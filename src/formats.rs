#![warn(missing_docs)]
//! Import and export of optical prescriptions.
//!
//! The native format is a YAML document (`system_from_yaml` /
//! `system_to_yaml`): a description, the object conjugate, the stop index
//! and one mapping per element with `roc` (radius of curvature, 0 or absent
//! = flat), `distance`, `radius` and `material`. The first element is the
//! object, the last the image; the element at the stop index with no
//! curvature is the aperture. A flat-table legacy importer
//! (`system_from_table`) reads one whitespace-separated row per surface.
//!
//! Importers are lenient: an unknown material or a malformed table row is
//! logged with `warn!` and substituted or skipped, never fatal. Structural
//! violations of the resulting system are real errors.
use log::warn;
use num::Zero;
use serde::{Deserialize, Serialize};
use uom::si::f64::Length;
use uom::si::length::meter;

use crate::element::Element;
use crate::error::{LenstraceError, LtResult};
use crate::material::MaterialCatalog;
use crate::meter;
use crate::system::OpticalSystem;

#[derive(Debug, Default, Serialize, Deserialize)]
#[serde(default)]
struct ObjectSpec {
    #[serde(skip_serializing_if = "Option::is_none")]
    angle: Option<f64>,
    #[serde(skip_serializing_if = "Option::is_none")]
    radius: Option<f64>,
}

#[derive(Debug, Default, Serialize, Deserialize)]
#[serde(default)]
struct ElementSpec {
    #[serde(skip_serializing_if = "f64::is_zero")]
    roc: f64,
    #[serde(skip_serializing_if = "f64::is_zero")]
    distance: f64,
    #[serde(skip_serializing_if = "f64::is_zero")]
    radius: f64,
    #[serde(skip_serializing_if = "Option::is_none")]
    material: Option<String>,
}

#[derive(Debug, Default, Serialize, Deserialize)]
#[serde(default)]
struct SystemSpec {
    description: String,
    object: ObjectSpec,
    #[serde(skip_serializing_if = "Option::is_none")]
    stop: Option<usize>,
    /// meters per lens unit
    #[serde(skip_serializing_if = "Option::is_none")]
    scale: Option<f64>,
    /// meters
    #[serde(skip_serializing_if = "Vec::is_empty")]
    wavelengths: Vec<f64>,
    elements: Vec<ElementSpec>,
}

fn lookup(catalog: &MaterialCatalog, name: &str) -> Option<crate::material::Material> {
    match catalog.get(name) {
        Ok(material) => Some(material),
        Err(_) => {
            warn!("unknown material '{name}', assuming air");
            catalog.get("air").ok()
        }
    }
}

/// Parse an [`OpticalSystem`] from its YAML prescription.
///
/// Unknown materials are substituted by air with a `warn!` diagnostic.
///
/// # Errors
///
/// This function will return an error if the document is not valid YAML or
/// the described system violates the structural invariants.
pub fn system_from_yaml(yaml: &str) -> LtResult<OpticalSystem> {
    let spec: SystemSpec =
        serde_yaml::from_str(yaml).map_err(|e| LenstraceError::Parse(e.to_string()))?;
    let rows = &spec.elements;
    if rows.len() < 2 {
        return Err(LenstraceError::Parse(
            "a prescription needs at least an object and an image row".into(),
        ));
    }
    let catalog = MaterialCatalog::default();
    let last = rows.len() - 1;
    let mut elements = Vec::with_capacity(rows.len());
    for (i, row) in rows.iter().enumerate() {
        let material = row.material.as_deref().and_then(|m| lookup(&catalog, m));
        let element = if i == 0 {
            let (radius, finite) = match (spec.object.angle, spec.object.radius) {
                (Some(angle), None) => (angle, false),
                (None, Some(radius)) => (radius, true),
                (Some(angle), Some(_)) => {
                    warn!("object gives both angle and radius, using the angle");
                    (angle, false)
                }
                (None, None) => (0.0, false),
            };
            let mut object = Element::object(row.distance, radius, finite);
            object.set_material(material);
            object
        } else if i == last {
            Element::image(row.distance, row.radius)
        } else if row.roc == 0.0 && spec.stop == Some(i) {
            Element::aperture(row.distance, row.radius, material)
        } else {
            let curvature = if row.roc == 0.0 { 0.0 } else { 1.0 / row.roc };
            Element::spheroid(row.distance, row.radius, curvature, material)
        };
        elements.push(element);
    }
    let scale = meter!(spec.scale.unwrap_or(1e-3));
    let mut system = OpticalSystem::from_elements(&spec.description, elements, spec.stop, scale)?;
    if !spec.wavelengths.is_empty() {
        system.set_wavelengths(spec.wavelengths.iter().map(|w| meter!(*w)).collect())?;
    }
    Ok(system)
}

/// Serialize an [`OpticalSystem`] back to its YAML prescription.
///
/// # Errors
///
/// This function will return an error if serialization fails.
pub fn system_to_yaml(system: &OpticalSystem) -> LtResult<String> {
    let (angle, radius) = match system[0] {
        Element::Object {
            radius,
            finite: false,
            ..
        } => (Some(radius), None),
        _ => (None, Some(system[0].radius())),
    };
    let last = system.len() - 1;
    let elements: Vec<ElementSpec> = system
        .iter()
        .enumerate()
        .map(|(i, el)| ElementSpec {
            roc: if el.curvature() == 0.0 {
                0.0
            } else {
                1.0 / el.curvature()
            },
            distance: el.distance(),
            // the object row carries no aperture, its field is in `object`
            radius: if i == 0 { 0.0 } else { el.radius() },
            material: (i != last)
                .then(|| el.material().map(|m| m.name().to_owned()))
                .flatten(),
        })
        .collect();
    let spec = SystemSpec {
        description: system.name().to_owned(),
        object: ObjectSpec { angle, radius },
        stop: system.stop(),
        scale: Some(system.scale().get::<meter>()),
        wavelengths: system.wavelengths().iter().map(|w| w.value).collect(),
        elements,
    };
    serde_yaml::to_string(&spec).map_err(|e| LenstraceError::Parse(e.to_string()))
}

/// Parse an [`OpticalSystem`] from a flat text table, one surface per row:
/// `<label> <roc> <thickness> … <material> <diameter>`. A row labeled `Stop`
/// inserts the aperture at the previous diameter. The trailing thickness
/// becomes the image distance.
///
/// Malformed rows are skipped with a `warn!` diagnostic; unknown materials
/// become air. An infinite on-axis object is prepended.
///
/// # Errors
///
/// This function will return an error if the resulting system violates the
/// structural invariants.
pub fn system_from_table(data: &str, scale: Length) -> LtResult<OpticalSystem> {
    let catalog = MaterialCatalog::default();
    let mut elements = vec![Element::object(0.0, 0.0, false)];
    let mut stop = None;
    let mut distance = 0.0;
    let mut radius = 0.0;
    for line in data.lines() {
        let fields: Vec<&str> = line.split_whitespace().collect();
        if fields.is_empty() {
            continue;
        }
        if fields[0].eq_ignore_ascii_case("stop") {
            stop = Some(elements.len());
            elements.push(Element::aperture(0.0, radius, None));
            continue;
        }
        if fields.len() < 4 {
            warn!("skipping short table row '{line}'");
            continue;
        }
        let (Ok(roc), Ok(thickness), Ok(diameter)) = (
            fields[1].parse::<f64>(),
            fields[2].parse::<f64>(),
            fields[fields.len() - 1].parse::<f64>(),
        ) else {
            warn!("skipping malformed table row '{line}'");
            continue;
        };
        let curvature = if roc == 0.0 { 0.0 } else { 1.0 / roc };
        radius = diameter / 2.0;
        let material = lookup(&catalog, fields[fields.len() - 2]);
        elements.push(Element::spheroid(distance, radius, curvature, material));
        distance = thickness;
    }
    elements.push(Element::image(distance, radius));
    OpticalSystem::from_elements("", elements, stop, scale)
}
·····
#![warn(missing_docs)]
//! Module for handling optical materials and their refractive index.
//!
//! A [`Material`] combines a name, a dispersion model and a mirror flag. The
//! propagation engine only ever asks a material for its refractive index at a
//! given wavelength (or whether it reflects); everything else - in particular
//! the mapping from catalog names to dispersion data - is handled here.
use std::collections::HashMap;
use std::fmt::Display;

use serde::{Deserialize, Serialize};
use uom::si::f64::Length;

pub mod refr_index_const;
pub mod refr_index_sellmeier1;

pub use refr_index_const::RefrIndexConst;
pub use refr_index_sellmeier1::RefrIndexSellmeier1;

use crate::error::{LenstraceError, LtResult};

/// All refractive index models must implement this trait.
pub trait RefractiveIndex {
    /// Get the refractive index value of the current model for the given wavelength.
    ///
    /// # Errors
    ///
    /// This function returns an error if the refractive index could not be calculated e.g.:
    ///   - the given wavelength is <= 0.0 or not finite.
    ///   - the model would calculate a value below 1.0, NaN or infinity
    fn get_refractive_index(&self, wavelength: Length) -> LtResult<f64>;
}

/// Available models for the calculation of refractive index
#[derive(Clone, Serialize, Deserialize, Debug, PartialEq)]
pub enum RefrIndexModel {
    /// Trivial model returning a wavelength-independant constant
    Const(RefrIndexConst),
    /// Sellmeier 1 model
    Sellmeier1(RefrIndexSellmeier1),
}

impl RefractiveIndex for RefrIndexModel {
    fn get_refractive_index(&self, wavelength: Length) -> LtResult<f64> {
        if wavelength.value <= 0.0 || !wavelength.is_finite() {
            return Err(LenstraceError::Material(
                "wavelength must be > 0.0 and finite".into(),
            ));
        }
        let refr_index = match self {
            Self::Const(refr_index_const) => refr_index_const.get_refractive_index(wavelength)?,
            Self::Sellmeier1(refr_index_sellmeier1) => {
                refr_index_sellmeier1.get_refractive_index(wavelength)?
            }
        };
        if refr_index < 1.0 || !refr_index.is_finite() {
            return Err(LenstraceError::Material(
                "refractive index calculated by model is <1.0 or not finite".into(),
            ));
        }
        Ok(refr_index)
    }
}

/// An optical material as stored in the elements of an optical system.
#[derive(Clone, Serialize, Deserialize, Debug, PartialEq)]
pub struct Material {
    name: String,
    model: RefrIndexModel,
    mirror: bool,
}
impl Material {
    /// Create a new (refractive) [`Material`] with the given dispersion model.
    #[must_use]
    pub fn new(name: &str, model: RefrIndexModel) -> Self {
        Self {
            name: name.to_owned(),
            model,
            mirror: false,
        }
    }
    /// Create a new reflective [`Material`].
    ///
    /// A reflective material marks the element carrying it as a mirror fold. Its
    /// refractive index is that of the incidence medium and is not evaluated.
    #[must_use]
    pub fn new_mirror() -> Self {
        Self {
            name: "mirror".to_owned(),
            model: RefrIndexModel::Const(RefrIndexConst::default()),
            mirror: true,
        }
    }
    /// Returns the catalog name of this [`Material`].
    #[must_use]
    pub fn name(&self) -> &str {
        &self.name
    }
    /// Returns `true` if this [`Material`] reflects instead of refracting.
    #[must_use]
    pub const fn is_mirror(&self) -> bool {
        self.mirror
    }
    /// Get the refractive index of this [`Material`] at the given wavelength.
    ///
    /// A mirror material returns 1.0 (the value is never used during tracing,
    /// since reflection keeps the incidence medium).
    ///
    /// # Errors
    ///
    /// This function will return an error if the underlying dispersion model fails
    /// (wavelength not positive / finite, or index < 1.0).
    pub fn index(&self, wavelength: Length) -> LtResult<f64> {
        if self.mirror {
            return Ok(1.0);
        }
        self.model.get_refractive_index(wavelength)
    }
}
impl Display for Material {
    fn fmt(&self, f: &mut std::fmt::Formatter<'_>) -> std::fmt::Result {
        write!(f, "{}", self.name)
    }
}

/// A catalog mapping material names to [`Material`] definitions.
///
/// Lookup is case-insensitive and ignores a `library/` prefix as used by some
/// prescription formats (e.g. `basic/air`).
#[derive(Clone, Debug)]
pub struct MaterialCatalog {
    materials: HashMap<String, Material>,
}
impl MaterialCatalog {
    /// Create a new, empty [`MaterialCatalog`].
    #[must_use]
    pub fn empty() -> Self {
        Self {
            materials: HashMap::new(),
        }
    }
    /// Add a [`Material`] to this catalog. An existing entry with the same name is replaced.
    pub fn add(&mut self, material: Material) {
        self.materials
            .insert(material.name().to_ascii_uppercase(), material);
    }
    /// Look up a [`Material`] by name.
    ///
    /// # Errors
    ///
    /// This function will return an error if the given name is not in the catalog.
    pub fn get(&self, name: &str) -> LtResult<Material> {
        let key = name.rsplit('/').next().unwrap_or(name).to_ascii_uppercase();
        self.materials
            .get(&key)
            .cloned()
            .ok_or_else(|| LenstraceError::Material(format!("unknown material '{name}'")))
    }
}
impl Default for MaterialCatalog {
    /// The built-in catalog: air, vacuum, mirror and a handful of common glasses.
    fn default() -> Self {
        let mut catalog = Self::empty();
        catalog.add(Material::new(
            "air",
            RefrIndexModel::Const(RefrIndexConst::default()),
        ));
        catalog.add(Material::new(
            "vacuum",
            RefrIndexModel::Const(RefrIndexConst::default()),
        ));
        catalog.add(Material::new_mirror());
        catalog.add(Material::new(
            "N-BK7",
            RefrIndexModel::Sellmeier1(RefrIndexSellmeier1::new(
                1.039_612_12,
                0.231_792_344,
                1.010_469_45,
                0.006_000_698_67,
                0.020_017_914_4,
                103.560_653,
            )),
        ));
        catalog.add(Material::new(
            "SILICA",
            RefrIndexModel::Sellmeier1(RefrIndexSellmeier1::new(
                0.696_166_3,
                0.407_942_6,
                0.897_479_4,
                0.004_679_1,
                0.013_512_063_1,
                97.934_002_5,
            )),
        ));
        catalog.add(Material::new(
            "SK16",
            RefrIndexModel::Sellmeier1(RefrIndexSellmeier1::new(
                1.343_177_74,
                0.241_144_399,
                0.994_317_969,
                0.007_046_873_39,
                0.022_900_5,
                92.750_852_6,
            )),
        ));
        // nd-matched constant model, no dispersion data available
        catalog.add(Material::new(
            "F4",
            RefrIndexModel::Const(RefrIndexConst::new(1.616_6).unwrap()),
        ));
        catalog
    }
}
·····
• _What this task involves_: Check each line of the data above for the string "fields", then report how many lines have it, with no other words.

• _Answer box_: 8